Inspiration für viele Kunstschaffende

Die Pyramide der Schweiz hat auch zahlreiche Malerinnen und Maler verzaubert: Ferdinand Hodler, Paul Klee oder Cuno Amiet haben den Niesen zu Beginn des 20. Jahrhunderts auf zahlreichen Bildern verewigt. Hodler hat ihn etwa zehnmal gemalt, unter anderem vom Kandertal aus. Klee zeigte sich während eines Aufenthalts in Gunten am Thunersee vom Niesen beeindruckt. Amiet wiederum malte ihn mannigfaltig von Thun aus. Häufig veranschaulichen die Werke den gewaltigen Kontrast zwischen Berg und Wasser, dieses Dreieck aus Fels, das aus dem See zu ragen scheint.

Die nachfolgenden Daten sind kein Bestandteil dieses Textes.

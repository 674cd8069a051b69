// SPDX-License-Identifier: BUSL-1.1
// Copyright (c) 2026 Alfred Jean LLC

//! Turns discovered areas into area rows, authorizations and queued jobs.
//!
//! Every write relies on the store's uniqueness keys, so replaying a batch
//! (or two writers racing on the same batch) creates nothing new.

use hv_core::{
    AccountId, Area, AreaAuthorization, AreaType, DiscoveredArea, Job, JobCommand, JobId, NewJob,
};
use hv_storage::{Insert, JobPatch, JobStore, StoreError};
use std::sync::Arc;
use thiserror::Error;

/// Default number of new jobs flagged for immediate pickup per batch.
pub const DEFAULT_PRIORITY_TOP_N: usize = 3;

/// Follow-up commands per area type.
#[derive(Debug, Clone, PartialEq, Eq)]
pub struct CommandTable {
    group: Vec<JobCommand>,
    project: Vec<JobCommand>,
}

impl CommandTable {
    pub fn new(group: Vec<JobCommand>, project: Vec<JobCommand>) -> Self {
        Self { group, project }
    }

    pub fn commands_for(&self, area_type: AreaType) -> &[JobCommand] {
        match area_type {
            AreaType::Group => &self.group,
            AreaType::Project => &self.project,
        }
    }
}

impl Default for CommandTable {
    fn default() -> Self {
        use JobCommand::*;
        Self {
            group: vec![GroupProjects, GroupSubgroups, GroupMembers, GroupLabels, GroupMilestones],
            project: vec![
                ProjectIssues,
                ProjectMergeRequests,
                ProjectCommits,
                ProjectBranches,
                ProjectPipelines,
                ProjectMembers,
                ProjectLabels,
                ProjectMilestones,
            ],
        }
    }
}

#[derive(Debug, Clone)]
pub struct DiscoveryConfig {
    pub commands: CommandTable,
    /// How many newly created jobs get the `priority` flag. Zero disables it.
    pub priority_top_n: usize,
}

impl Default for DiscoveryConfig {
    fn default() -> Self {
        Self { commands: CommandTable::default(), priority_top_n: DEFAULT_PRIORITY_TOP_N }
    }
}

#[derive(Debug, Error)]
pub enum DiscoveryError {
    #[error("area {path}: {source}")]
    Area {
        path: String,
        #[source]
        source: StoreError,
    },

    #[error("{command} for {path}: {source}")]
    Job {
        path: String,
        command: JobCommand,
        #[source]
        source: StoreError,
    },

    #[error("listing areas for {account}: {source}")]
    Lookup {
        account: AccountId,
        #[source]
        source: StoreError,
    },
}

/// What one discovery batch did.
#[derive(Debug, Default)]
pub struct DiscoveryReport {
    pub areas_created: usize,
    pub authorizations_created: usize,
    pub jobs_created: Vec<Job>,
    /// Jobs that already existed.
    pub already_scheduled: usize,
    /// Newly created jobs flagged for immediate pickup.
    pub prioritized: Vec<Job>,
    pub failures: Vec<DiscoveryError>,
}

impl DiscoveryReport {
    pub fn is_clean(&self) -> bool {
        self.failures.is_empty()
    }
}

pub struct DiscoveryHandler {
    store: Arc<dyn JobStore>,
    config: DiscoveryConfig,
}

impl DiscoveryHandler {
    pub fn new(store: Arc<dyn JobStore>) -> Self {
        Self::with_config(store, DiscoveryConfig::default())
    }

    pub fn with_config(store: Arc<dyn JobStore>, config: DiscoveryConfig) -> Self {
        Self { store, config }
    }

    pub fn config(&self) -> &DiscoveryConfig {
        &self.config
    }

    /// Process a `jobs_discovered` batch reported by `parent` for `account`.
    pub async fn handle(
        &self,
        account: &AccountId,
        parent: Option<&JobId>,
        areas: Vec<DiscoveredArea>,
    ) -> DiscoveryReport {
        let mut report = DiscoveryReport::default();
        let mut stored = Vec::with_capacity(areas.len());

        for area in areas {
            let path = area.full_path.clone();
            match self.store.upsert_area(area).await {
                Ok(insert) => {
                    if insert.is_created() {
                        report.areas_created += 1;
                    }
                    stored.push(insert.into_inner());
                }
                Err(source) => {
                    tracing::warn!(
                        account = %account,
                        path = %path,
                        error = %source,
                        "area upsert failed"
                    );
                    report.failures.push(DiscoveryError::Area { path, source });
                }
            }
        }

        for area in &stored {
            let auth = AreaAuthorization {
                account_id: account.clone(),
                area_path: area.full_path.clone(),
            };
            match self.store.create_area_authorization(auth).await {
                Ok(insert) if insert.is_created() => report.authorizations_created += 1,
                Ok(_) => {}
                Err(source) => {
                    tracing::warn!(
                        account = %account,
                        path = %area.full_path,
                        error = %source,
                        "authorization failed"
                    );
                    report
                        .failures
                        .push(DiscoveryError::Area { path: area.full_path.clone(), source });
                }
            }
        }

        self.schedule(account, parent, &stored, &mut report).await;
        self.prioritize(&mut report).await;

        tracing::info!(
            account = %account,
            areas = stored.len(),
            areas_created = report.areas_created,
            jobs_created = report.jobs_created.len(),
            already_scheduled = report.already_scheduled,
            failures = report.failures.len(),
            "discovery batch processed"
        );
        report
    }

    /// Re-derive jobs for every area authorized to `account`.
    pub async fn spawn_for_account(
        &self,
        account: &AccountId,
        parent: Option<&JobId>,
    ) -> DiscoveryReport {
        let mut report = DiscoveryReport::default();
        let areas = match self.store.areas_for_account(account).await {
            Ok(areas) => areas,
            Err(source) => {
                tracing::error!(account = %account, error = %source, "cannot list areas");
                report.failures.push(DiscoveryError::Lookup { account: account.clone(), source });
                return report;
            }
        };
        self.schedule(account, parent, &areas, &mut report).await;
        self.prioritize(&mut report).await;
        tracing::info!(
            account = %account,
            areas = areas.len(),
            jobs_created = report.jobs_created.len(),
            already_scheduled = report.already_scheduled,
            "spawned jobs for account"
        );
        report
    }

    async fn schedule(
        &self,
        fallback_account: &AccountId,
        parent: Option<&JobId>,
        areas: &[Area],
        report: &mut DiscoveryReport,
    ) {
        for area in areas {
            let accounts = match self.store.accounts_for_area(&area.full_path).await {
                Ok(accounts) if !accounts.is_empty() => accounts,
                Ok(_) => vec![fallback_account.clone()],
                Err(source) => {
                    tracing::warn!(
                        path = %area.full_path,
                        error = %source,
                        "cannot list area accounts"
                    );
                    report.failures.push(DiscoveryError::Area {
                        path: area.full_path.clone(),
                        source,
                    });
                    continue;
                }
            };

            for &command in self.config.commands.commands_for(area.area_type) {
                for account in &accounts {
                    let mut job = NewJob::new(command, account.clone()).full_path(&area.full_path);
                    if let Some(parent) = parent {
                        job = job.spawned_from(parent.clone());
                    }
                    match self.store.create_job(job).await {
                        Ok(Insert::Created(job)) => {
                            tracing::debug!(
                                job_id = %job.id,
                                command = %command,
                                path = %area.full_path,
                                "job scheduled"
                            );
                            report.jobs_created.push(job);
                        }
                        Ok(Insert::Existing(_)) => report.already_scheduled += 1,
                        Err(source) => {
                            tracing::warn!(
                                command = %command,
                                path = %area.full_path,
                                error = %source,
                                "job creation failed"
                            );
                            report.failures.push(DiscoveryError::Job {
                                path: area.full_path.clone(),
                                command,
                                source,
                            });
                        }
                    }
                }
            }
        }
    }

    async fn prioritize(&self, report: &mut DiscoveryReport) {
        let mut ranked: Vec<&Job> = report.jobs_created.iter().collect();
        ranked.sort_by_key(|job| (job.command.priority_rank(), job.created_at));
        let picks: Vec<JobId> =
            ranked.into_iter().take(self.config.priority_top_n).map(|j| j.id.clone()).collect();

        for id in picks {
            let patch = JobPatch { priority: Some(true), ..Default::default() };
            match self.store.update_job(&id, patch).await {
                Ok(job) => {
                    if let Some(slot) = report.jobs_created.iter_mut().find(|j| j.id == id) {
                        slot.priority = true;
                    }
                    report.prioritized.push(job);
                }
                // The job stays queued, just without the hint.
                Err(e) => tracing::warn!(job_id = %id, error = %e, "priority flag not set"),
            }
        }
    }
}

#[cfg(test)]
#[path = "discovery_tests.rs"]
mod tests;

Der Niesen fasziniert vom Morgenrot bis zur Abenddämmerung. Vielleicht liegt das auch daran, dass man ihn von fünf verschiedenen Seiten aus besteigen kann: aus dem Diemtigtal, von Wimmis, Mülenen, Reichenbach und Frutigen. «Jedes Mal ist es ein anderer Berg mit anderen Landschaften», findet Bruno Petroni. Das macht die Magie dieses Berges aus.

Dieser Artikel von Michel Guillaume erschien ursprünglich am 28. August 2018 in der Westschweizer Zeitung «Le Temps».